Gov. Gavin Newsom Monday signed into law Assembly Bill 2345, written by Assemblywoman Lorena Gonzalez, D-San Diego, to incentivize developers to increase the number of affordable housing units built in the state.
“This law will encourage the construction of more affordable housing units using a data-proven mix of incentives and density bonuses,” Gonzalez said. “We must stop making excuses for our housing crisis and it starts with creating more housing, period.”
AB 2345 allows developers to increase their density bonuses — the number of units permissible on any plot of land — to 50%, depending on the number and level of deed-restricted affordable homes on a piece of property. Under existing density bonus law, developers are able to receive up to a maximum of a 35% bonus of allowed density.
Additionally, the bill allows local governments to grant additional waivers for projects located within a half-mile of transit and which are 100% affordable, and incentivizes additional density bonus projects by reducing the maximum parking required for certain projects.
According to Gonzalez’ office, California is facing a 3.4 million home shortage heading into 2021. Analysis by nonprofit housing advocacy group Up For Growth found that California could see as many as 195,000 additional homes produced over a five-year period under the new terms of AB 2345. Of the total forecasted production, 47,000 of these homes would be affordable to households earning very low incomes based on the requirements of the bill.

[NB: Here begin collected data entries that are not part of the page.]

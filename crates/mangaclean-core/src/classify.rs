//! Page disposition decisions.

use std::fmt;

/// What the cleaner does with a page.
#[derive(Debug, Clone, Copy, PartialEq, Eq)]
#[cfg_attr(
    feature = "serde",
    derive(serde::Serialize, serde::Deserialize),
    serde(rename_all = "snake_case")
)]
pub enum PageDisposition {
    /// No watermark; the page is left untouched.
    Keep,
    /// Watermark present on a page with real content; scrub links and cover.
    Redact,
    /// Watermark present on a filler page; delete it.
    Remove,
}

impl fmt::Display for PageDisposition {
    fn fmt(&self, f: &mut fmt::Formatter<'_>) -> fmt::Result {
        f.write_str(match self {
            PageDisposition::Keep => "keep",
            PageDisposition::Redact => "redact",
            PageDisposition::Remove => "remove",
        })
    }
}

/// Decide a page's disposition.
///
/// A watermarked page is removed only when it carries no raster image and
/// its extracted text is shorter than `min_content_chars`.
pub fn classify(
    watermark_found: bool,
    has_image: bool,
    text_len: usize,
    min_content_chars: usize,
) -> PageDisposition {
    if !watermark_found {
        PageDisposition::Keep
    } else if !has_image && text_len < min_content_chars {
        PageDisposition::Remove
    } else {
        PageDisposition::Redact
    }
}

/// Page indices to delete, highest first, without duplicates.
///
/// Deleting in this order never shifts an index that is still pending.
pub fn removal_order(indices: impl IntoIterator<Item = usize>) -> Vec<usize> {
    let mut order: Vec<usize> = indices.into_iter().collect();
    order.sort_unstable_by(|a, b| b.cmp(a));
    order.dedup();
    order
}
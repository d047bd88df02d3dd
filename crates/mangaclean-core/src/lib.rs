//! mangaclean-core: Backend-independent data types and algorithms.
//!
//! This crate provides the foundational types (BBox, Glyph, TextRun,
//! WatermarkArea, CropMode, etc.) and the pure decisions (run grouping,
//! page classification, removal ordering, fit-policy placement) used by
//! mangaclean. It has no PDF library dependency.

pub mod classify;
pub mod crop;
pub mod error;
pub mod geometry;
pub mod options;
pub mod report;
pub mod text;
pub mod watermark;

pub use classify::{PageDisposition, classify, removal_order};
pub use crop::{CropMode, ImageInfo, Placement, compute_placement, is_underfilled, select_dominant};
pub use error::{CleanError, ScanWarning, Scanned, WarningCode};
pub use geometry::{BBox, Ctm, MediaBox, Point};
pub use options::{
    CleanOptions, EPUB_WATERMARK_TOKEN, MIN_CONTENT_CHARS, MIN_DOMINANT_IMAGE_AREA, ResizeOptions,
    WATERMARK_TOKEN,
};
pub use report::{CleanReport, PageReport};
pub use text::{Glyph, RunOptions, TextDirection, TextRun, group_runs, total_text_len};
pub use watermark::{
    CoverRect, WatermarkArea, contains_token, cover_rect, find_areas, is_covered,
};
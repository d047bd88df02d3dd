use std::path::Path;

use mangaclean::Document;
use tracing_subscriber::EnvFilter;

/// Install the stderr log subscriber.
///
/// `RUST_LOG` wins when set; otherwise the level follows the flags.
pub fn init_logging(verbose: u8, quiet: bool) {
    let filter = EnvFilter::try_from_default_env()
        .unwrap_or_else(|_| EnvFilter::new(default_level(verbose, quiet)));
    tracing_subscriber::fmt()
        .with_env_filter(filter)
        .with_writer(std::io::stderr)
        .with_target(false)
        .init();
}

fn default_level(verbose: u8, quiet: bool) -> &'static str {
    match (quiet, verbose) {
        (true, _) => "error",
        (false, 0) => "warn",
        (false, 1) => "info",
        (false, _) => "debug",
    }
}

/// Open a PDF file with user-friendly error messages.
///
/// Returns `Err(1)` with a message printed to stderr if the file is not found
/// or cannot be parsed as a valid PDF.
pub fn open_pdf(file: &Path) -> Result<Document, i32> {
    if !file.exists() {
        eprintln!("Error: file not found: {}", file.display());
        return Err(1);
    }

    Document::open_file(file).map_err(|e| {
        eprintln!("Error: failed to open PDF: {e}");
        1
    })
}
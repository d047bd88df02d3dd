//! mangaclean-parse: lopdf backend and content stream interpreter.
//!
//! This crate owns everything that touches raw PDF objects: loading,
//! page tree queries with attribute inheritance, content stream
//! interpretation into glyph and image events, and the page mutations
//! the cleaner performs (link scrubbing, appending or replacing page
//! content, page removal). It depends on mangaclean-core for shared
//! data types.

pub mod char_extraction;
pub mod cmap;
pub mod error;
pub mod font_metrics;
pub mod handler;
pub mod interpreter;
pub mod lopdf_backend;
pub mod standard_fonts;
pub mod text_state;

pub use char_extraction::glyph_from_event;
pub use error::BackendError;
pub use handler::{CharEvent, ContentHandler, FillEvent, ImageEvent};
pub use interpreter::{InterpretOptions, interpret_content};
pub use lopdf_backend::{LopdfDocument, XObjectImage};
pub use mangaclean_core;

/// Re-exported so callers can build content operations without a direct
/// lopdf dependency.
pub use lopdf::content::Operation;
pub use lopdf::{Object, ObjectId};
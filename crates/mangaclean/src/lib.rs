//! mangaclean: Strip the OceanofPDF.com watermark from manga PDFs and EPUBs.
//!
//! This is the public API facade crate. It re-exports types from
//! mangaclean-core and uses mangaclean-parse for PDF reading and content
//! interpretation.
//!
//! # Architecture
//!
//! - **mangaclean-core**: Backend-independent data types and decisions
//! - **mangaclean-parse**: lopdf backend and content stream interpreter
//! - **mangaclean** (this crate): Cleaning pipeline, resizer, EPUB cleaner
//!   and the batch driver
//!
//! # Example
//!
//! ```ignore
//! use mangaclean::{CleanOptions, Document, clean};
//!
//! let mut doc = Document::open_file("vol01.pdf")?;
//! let report = clean(&mut doc, &CleanOptions::default())?;
//! println!("{} pages redacted, {} removed", report.pages_redacted(), report.removed.len());
//! doc.save_to(&mut std::fs::File::create("vol01_clean.pdf")?)?;
//! ```

pub mod batch;
mod clean;
mod document;
pub mod epub;
pub mod preview;
pub mod redact;
pub mod resize;
mod scan;

pub use batch::{
    BatchOptions, BatchSummary, FileKind, FileOutcome, FileSummary, FixedPolicy, Inputs,
    PolicyDecider, collect_inputs, output_path, run_batch,
};
pub use clean::{clean, inspect};
pub use document::Document;
pub use epub::{EpubCleaner, EpubReport};
pub use preview::{Preview, render_page, render_preview};
pub use redact::{cover_operations, redact_page};
pub use resize::{apply_resize, dominant_image, needs_resizing};
pub use scan::{PageScan, scan_page};

pub use mangaclean_core::{
    BBox, CleanError, CleanOptions, CleanReport, CoverRect, CropMode, ImageInfo, MediaBox,
    PageDisposition, PageReport, Placement, ResizeOptions, ScanWarning, Scanned, TextRun,
    WarningCode, WatermarkArea,
};

pub use mangaclean_core;
pub use mangaclean_parse;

Gonzalez wrote the bill largely based on a similar program in San Diego, which in 2016 also increased the maximum bonus to 50% for developers.
According to transit and mobility-focused nonprofit Circulate San Diego’s 2020 report “Good Bargain,” the city has seen a 490% increase annually in project applications to use the density program and a 356% increase annually in the number of combined affordable and market-rate homes within the first 20 months of the expanded bonuses.